En tout cas Miailhe avait énormément travaillé. L’âge venu, Il céda la présidence à Dominique Hessel qui pensa sortir du désordre dans ce qui avait été ou non concrétisé. Il avait reçu l’aval de son conseil d’administration qui décida néanmoins de « suspendre » la Coupe -je me demande encore pourquoi- afin de ne pas interférer, me confia-t-on, avec l’attente des résultats de la révision. Il restait un immense travail administratif à accomplir. Après tout, les Crus Bourgeois représentaient 44 pour-cent de la production vinicole du Médoc. Président bénévole, Hessel se démena comme un beau diable dans les services administratifs du Ministère de l’agriculture pour arriver à un accord réunissant aussi bien la Chambre de Commerce, les membres son association, dissidents inclus (il y en eu pas mal, se souvient Hessel) et l’aval ministériel qui parut au Journal Officiel le 30 novembre 2000.

Il détaille en quelques points la procédure à suivre.
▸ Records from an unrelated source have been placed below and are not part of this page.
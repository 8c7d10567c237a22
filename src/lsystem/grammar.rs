//! Axiom plus rule set

use std::str::Chars;

use crate::core::error::Error;
use crate::core::random::RandomSource;
use crate::core::types::Result;
use crate::lsystem::rewrite::Rewrite;
use crate::lsystem::rule::{LSystemRule, RuleSet};

/// An L-system: initial axiom and its production rules
#[derive(Debug, Clone, PartialEq)]
pub struct Grammar {
    axiom: String,
    rules: RuleSet,
}

impl Grammar {
    pub fn new(axiom: impl Into<String>, rules: RuleSet) -> Self {
        Self {
            axiom: axiom.into(),
            rules,
        }
    }

    pub fn axiom(&self) -> &str {
        &self.axiom
    }

    pub fn rules(&self) -> &RuleSet {
        &self.rules
    }

    /// Generation zero as a lazy symbol sequence
    pub fn symbols(&self) -> Chars<'_> {
        self.axiom.chars()
    }

    /// Production for `symbol` when `remaining_depth` expansions are left
    pub fn production(
        &self,
        symbol: char,
        remaining_depth: u32,
        rng: &mut dyn RandomSource,
    ) -> Option<&LSystemRule> {
        self.rules.select(symbol, remaining_depth, rng)
    }

    /// One lazy rewriting pass over an arbitrary symbol sequence
    pub fn rewrite<'a, I: Iterator<Item = char>>(
        &'a self,
        symbols: I,
        remaining_depth: u32,
        rng: &'a mut dyn RandomSource,
    ) -> Rewrite<'a, I> {
        Rewrite::new(symbols, &self.rules, remaining_depth, rng)
    }

    /// Materialize generation `n` of the axiom.
    ///
    /// Each pass is lazy, but the result of a pass is collected before the
    /// next one starts. Fails once a generation would exceed `limit` symbols.
    pub fn generation(&self, n: u32, rng: &mut dyn RandomSource, limit: usize) -> Result<String> {
        let mut current = self.axiom.clone();
        for generation in 1..=n {
            let remaining = n - generation + 1;
            let mut next = String::with_capacity(current.len().min(limit));
            for (count, symbol) in self.rewrite(current.chars(), remaining, &mut *rng).enumerate() {
                if count >= limit {
                    return Err(Error::ExpansionLimit { generation, limit });
                }
                next.push(symbol);
            }
            current = next;
        }
        Ok(current)
    }
}

#[cfg(test)]
mod tests {
    use super::*;
    use crate::core::random::{ScriptedRandom, SeededRandom};

    fn algae() -> Grammar {
        let rules = RuleSet::new()
            .with('A', LSystemRule::new("AB"))
            .with('B', LSystemRule::new("A"));
        Grammar::new("A", rules)
    }

    #[test]
    fn test_generations() {
        let grammar = algae();
        let mut rng = ScriptedRandom::constant(0.0);
        let expected = ["A", "AB", "ABA", "ABAAB", "ABAABABA"];
        for (n, want) in expected.iter().enumerate() {
            assert_eq!(&grammar.generation(n as u32, &mut rng, 1024).unwrap(), want);
        }
    }

    #[test]
    fn test_generation_limit() {
        let grammar = Grammar::new("A", RuleSet::new().with('A', LSystemRule::new("AA")));
        let mut rng = ScriptedRandom::constant(0.0);
        assert!(grammar.generation(4, &mut rng, 16).is_ok());
        match grammar.generation(5, &mut rng, 16) {
            Err(Error::ExpansionLimit { generation, limit }) => {
                assert_eq!(generation, 5);
                assert_eq!(limit, 16);
            }
            other => panic!("expected ExpansionLimit, got {:?}", other),
        }
    }

    #[test]
    fn test_stochastic_generation_reproducible() {
        let rules = RuleSet::new()
            .with('A', LSystemRule::new("F[+A]").weighted(1.0))
            .with('A', LSystemRule::new("F[-A]A").weighted(1.0))
            .with('F', LSystemRule::with_probability("FF", 0.5));
        let grammar = Grammar::new("A", rules);
        let a = grammar.generation(4, &mut SeededRandom::new(9), 10_000).unwrap();
        let b = grammar.generation(4, &mut SeededRandom::new(9), 10_000).unwrap();
        assert_eq!(a, b);
    }

    #[test]
    fn test_axiom_symbols() {
        let grammar = Grammar::new("F[+F]", RuleSet::new());
        assert_eq!(grammar.symbols().collect::<String>(), "F[+F]");
        assert!(grammar.rules().is_empty());
    }
}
Je vous épargne les détails précis de ce qu’on peut appeler les règles du jeu. On y note que ce classement retiendra les seuls vins du Médoc, qu’il sera l’objet d’une hiérarchie pour les huit appellations, que les vins doivent être obligatoirement mis en bouteilles à la propriété, que les dénominations seront Crus Bourgeois, Crus Bourgeois Supérieur, Crus Bourgeois Exceptionnels, que le jury sera constitué de professionnels, la notoriété de ces vins interviendra (interprétez ces mots comme leur prix) et aussi que le président sera élu à la majorité des membres du jury.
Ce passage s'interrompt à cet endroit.